Washington Black is about an 11-year-old field slave in Barbados who finds himself selected as a personal servant of plantation master Englishman Christopher (Titch) Wilde. Mr. Wilde is a naturalist, explorer, scientist, inventor and abolitionist, whose single-minded pursuit of the perfect aerial machine mystifies all around him. Titch’s idealistic plans are soon shattered and Washington finds himself in mortal danger. They escape the island together, but then Titch disappears and Washington must make his way alone.

In an earlier interview with The Globe and Mail, Ms. Edugyan said she began writing the novel 3½ years ago, just after her second child was born.

“I don’t know what I was thinking,” Ms. Edugyan said, laughing. “I should have known better.”

She had already started and abandoned two novels after Half-Blood Blues. “It wasn’t the right material,” she said.

Ms. Edugyan has experienced her share of rejection. Before Half-Blood Blues was published – to great acclaim – it had been rejected by numerous Canadian publishers. It was finally picked up by Key Porter Books, but then the house went out of business.

“It just seemed like it was the most cursed experience and the whole universe was just telling me: Why bother? Nobody wants this thing. So to have it turn around was massive for me. … I guess I understand how much luck also plays a part in success,” she said, during that late-August interview at her home.

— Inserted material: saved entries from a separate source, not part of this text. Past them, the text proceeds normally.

//! Prometheus text exposition of geofence metrics

use crate::infra::metrics::{MetricsSummary, METRICS_BUCKET_BOUNDS, METRICS_NUM_BUCKETS};
use std::fmt::Write;

/// Prometheus metric type
enum MetricType {
    Counter,
    Gauge,
}

impl MetricType {
    fn as_str(&self) -> &'static str {
        match self {
            MetricType::Counter => "counter",
            MetricType::Gauge => "gauge",
        }
    }
}

/// Write a simple metric (counter or gauge) with site label
fn write_metric(
    output: &mut String,
    name: &str,
    help: &str,
    typ: MetricType,
    site: &str,
    val: u64,
) {
    let _ = writeln!(output, "# HELP {name} {help}");
    let _ = writeln!(output, "# TYPE {name} {}", typ.as_str());
    let _ = writeln!(output, "{name}{{site=\"{site}\"}} {val}");
}

/// Write a histogram metric with buckets, sum, and count
fn write_histogram(
    output: &mut String,
    name: &str,
    help: &str,
    site: &str,
    buckets: &[u64; METRICS_NUM_BUCKETS],
    sum: u64,
) {
    let _ = writeln!(output, "# HELP {name} {help}");
    let _ = writeln!(output, "# TYPE {name} histogram");

    let mut cumulative = 0u64;
    for (i, &bound) in METRICS_BUCKET_BOUNDS.iter().enumerate() {
        cumulative += buckets[i];
        let _ = writeln!(output, "{name}_bucket{{site=\"{site}\",le=\"{bound}\"}} {cumulative}");
    }
    cumulative += buckets[METRICS_NUM_BUCKETS - 1];
    let _ = writeln!(output, "{name}_bucket{{site=\"{site}\",le=\"+Inf\"}} {cumulative}");

    let count: u64 = buckets.iter().sum();
    let _ = writeln!(output, "{name}_sum{{site=\"{site}\"}} {sum}");
    let _ = writeln!(output, "{name}_count{{site=\"{site}\"}} {count}");
}

/// Format a metrics summary in Prometheus text exposition format
///
/// Expects a [`Metrics::snapshot`](crate::infra::metrics::Metrics::snapshot)
/// summary so counters and buckets stay monotonic across scrapes.
pub fn format_prometheus_metrics(summary: &MetricsSummary, site: &str) -> String {
    let mut output = String::with_capacity(4096);

    write_metric(
        &mut output,
        "geofence_reports_total",
        "Position reports evaluated",
        MetricType::Counter,
        site,
        summary.reports_total,
    );
    write_metric(
        &mut output,
        "geofence_reports_rejected_total",
        "Position reports dropped as non-finite or out of range",
        MetricType::Counter,
        site,
        summary.reports_rejected,
    );
    write_metric(
        &mut output,
        "geofence_reports_dropped_total",
        "Position reports dropped due to a full ingest queue",
        MetricType::Counter,
        site,
        summary.reports_dropped,
    );
    write_metric(
        &mut output,
        "geofence_reports_malformed_total",
        "Location payloads that failed to parse",
        MetricType::Counter,
        site,
        summary.reports_malformed,
    );

    let _ = writeln!(output, "# HELP geofence_transitions_total Fence transitions by state");
    let _ = writeln!(output, "# TYPE geofence_transitions_total counter");
    for (state, val) in [
        ("entered", summary.entered_total),
        ("exited", summary.exited_total),
        ("dwell", summary.dwell_total),
    ] {
        let _ = writeln!(
            output,
            "geofence_transitions_total{{site=\"{site}\",state=\"{state}\"}} {val}"
        );
    }

    write_metric(
        &mut output,
        "geofence_events_dropped_total",
        "Event deliveries dropped on a full subscriber queue",
        MetricType::Counter,
        site,
        summary.events_dropped,
    );
    write_metric(
        &mut output,
        "geofence_fences",
        "Fences currently registered",
        MetricType::Gauge,
        site,
        summary.fence_count as u64,
    );
    write_metric(
        &mut output,
        "geofence_subscribers",
        "Current event subscribers",
        MetricType::Gauge,
        site,
        summary.subscriber_count as u64,
    );
    write_histogram(
        &mut output,
        "geofence_eval_latency_us",
        "Per-report evaluation latency in microseconds",
        site,
        &summary.lat_buckets,
        summary.lat_sum_us,
    );

    output
}

#[cfg(test)]
mod tests {
    use super::*;
    use crate::domain::types::FenceState;
    use crate::infra::metrics::Metrics;

    #[test]
    fn test_format_prometheus_metrics() {
        let metrics = Metrics::new();
        metrics.record_report_processed(15);
        metrics.record_report_processed(25);
        metrics.record_event_published(FenceState::Dwell);

        let output = format_prometheus_metrics(&metrics.snapshot(3, 1), "truck-7");

        assert!(output.contains("geofence_reports_total{site=\"truck-7\"} 2"));
        assert!(output.contains("geofence_transitions_total{site=\"truck-7\",state=\"dwell\"} 1"));
        assert!(output.contains("geofence_fences{site=\"truck-7\"} 3"));
        assert!(output.contains("geofence_subscribers{site=\"truck-7\"} 1"));
        assert!(output.contains("geofence_eval_latency_us_bucket{site=\"truck-7\",le=\"+Inf\"} 2"));
        assert!(output.contains("geofence_eval_latency_us_count{site=\"truck-7\"} 2"));
        assert!(output.contains("geofence_eval_latency_us_sum{site=\"truck-7\"} 40"));
    }

    #[test]
    fn test_repeated_scrapes_stay_cumulative() {
        let metrics = Metrics::new();
        metrics.record_report_processed(15);

        let first = format_prometheus_metrics(&metrics.snapshot(0, 0), "site");
        metrics.report(0, 0);
        metrics.record_report_processed(15);
        let second = format_prometheus_metrics(&metrics.snapshot(0, 0), "site");

        assert!(first.contains("geofence_eval_latency_us_bucket{site=\"site\",le=\"20\"} 1"));
        assert!(second.contains("geofence_eval_latency_us_bucket{site=\"site\",le=\"20\"} 2"));
        assert!(second.contains("geofence_eval_latency_us_count{site=\"site\"} 2"));
    }
}
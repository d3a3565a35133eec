//! Services - fence state and event processing
//!
//! This module contains the core logic:
//! - `registry` - Fence definitions and live state under one lock
//! - `dwell` - Per-fence entered/dwell/exited state machine
//! - `dispatcher` - Publish/subscribe fan-out of transition events
//! - `engine` - Position ingest, the per-report evaluation loop

pub mod dispatcher;
pub mod dwell;
pub mod engine;
pub mod registry;

// Re-export commonly used types
pub use dispatcher::{EventDispatcher, Subscription, SubscriptionId};
pub use engine::GeofenceEngine;
pub use registry::{FenceRegistry, DEFAULT_DWELL_THRESHOLD};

The 2018 winner will be announced on Tuesday, Oct. 16, in London’s Guildhall.

Beating the odds

Betting on the outcome of the Man Booker Prize is a major event in the United Kingdom, but beware the bookmakers’ odds when it comes to actual books: Three favourites from the 13-strong long list were absent from the short list when it was announced this morning in London.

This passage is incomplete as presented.